» **The problem**
If a line in the data holds the string "camera", list it.

» **Given records**
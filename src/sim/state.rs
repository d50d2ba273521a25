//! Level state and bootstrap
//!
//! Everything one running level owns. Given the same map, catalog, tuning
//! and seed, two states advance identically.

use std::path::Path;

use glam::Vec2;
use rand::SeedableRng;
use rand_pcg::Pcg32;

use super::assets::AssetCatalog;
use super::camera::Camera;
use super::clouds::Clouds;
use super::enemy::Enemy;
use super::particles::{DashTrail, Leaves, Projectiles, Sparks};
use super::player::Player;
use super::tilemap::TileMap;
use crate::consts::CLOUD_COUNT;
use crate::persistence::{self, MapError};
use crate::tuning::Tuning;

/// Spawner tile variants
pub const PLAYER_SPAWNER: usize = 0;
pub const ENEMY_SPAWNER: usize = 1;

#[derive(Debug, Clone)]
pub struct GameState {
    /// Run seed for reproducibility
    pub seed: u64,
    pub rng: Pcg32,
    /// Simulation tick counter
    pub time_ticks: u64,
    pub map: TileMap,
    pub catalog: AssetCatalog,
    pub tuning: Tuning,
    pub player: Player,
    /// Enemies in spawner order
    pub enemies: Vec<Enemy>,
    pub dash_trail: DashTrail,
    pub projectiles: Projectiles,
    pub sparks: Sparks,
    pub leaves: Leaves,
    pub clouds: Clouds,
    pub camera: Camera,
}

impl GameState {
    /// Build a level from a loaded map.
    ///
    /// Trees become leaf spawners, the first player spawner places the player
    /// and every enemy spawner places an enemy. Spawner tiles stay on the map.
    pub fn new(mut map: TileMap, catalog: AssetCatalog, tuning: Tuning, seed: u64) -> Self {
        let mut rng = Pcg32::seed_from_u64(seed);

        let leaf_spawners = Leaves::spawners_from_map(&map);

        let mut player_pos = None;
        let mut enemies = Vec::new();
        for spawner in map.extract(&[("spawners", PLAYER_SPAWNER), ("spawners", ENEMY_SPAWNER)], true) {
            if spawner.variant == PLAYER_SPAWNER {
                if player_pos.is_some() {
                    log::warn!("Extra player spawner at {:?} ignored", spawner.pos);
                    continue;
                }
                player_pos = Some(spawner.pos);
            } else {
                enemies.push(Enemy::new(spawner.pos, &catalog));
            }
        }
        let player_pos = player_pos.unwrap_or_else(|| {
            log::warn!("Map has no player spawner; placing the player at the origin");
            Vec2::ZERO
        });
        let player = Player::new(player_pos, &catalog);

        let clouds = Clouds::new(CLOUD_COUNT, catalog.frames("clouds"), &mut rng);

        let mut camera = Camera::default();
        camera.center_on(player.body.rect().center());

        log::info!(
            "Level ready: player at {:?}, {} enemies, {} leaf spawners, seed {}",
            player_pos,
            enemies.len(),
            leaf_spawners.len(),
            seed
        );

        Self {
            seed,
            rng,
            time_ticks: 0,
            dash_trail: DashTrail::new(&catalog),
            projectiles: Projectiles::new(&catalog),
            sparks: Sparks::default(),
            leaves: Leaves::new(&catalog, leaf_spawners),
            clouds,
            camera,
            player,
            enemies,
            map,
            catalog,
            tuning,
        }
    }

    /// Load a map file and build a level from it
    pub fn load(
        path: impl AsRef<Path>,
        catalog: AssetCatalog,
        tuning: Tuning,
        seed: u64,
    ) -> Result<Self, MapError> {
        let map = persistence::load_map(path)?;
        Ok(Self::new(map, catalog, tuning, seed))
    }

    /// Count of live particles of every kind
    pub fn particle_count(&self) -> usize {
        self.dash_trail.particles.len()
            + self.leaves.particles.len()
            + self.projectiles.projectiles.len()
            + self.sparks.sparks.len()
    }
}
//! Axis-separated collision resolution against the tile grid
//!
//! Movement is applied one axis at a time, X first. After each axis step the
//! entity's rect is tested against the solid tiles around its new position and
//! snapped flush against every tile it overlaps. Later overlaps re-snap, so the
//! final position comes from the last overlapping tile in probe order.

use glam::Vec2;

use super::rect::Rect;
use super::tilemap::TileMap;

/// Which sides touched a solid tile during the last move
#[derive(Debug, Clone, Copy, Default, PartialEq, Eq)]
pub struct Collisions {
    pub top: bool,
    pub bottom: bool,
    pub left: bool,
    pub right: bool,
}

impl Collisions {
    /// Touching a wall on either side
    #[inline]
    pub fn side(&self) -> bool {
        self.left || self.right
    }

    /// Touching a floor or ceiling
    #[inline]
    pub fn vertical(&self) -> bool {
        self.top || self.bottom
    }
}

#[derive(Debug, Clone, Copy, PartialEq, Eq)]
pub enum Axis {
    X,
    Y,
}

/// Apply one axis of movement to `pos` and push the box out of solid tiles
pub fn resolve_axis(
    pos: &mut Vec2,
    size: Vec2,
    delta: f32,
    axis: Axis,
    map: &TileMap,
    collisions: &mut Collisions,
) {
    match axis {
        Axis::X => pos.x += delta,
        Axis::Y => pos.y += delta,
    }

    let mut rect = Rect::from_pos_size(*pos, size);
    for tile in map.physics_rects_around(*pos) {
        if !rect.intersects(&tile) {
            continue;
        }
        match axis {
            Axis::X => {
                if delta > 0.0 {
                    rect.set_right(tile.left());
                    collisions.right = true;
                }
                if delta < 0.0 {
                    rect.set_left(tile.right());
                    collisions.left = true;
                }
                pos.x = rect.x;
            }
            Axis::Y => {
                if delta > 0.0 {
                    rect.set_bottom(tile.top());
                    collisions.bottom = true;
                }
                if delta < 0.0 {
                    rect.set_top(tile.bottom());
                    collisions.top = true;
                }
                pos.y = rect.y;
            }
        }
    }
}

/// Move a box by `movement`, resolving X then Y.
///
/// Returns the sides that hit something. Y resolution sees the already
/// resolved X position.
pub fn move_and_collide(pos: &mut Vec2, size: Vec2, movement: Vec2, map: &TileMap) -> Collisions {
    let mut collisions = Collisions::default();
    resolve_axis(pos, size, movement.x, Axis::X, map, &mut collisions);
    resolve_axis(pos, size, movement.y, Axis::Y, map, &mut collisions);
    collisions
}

» **Written solution**
use super::camera::Camera;
    pub camera: Camera,
        let mut camera = Camera::default();
        camera.center_on(player.body.rect().center());
            camera,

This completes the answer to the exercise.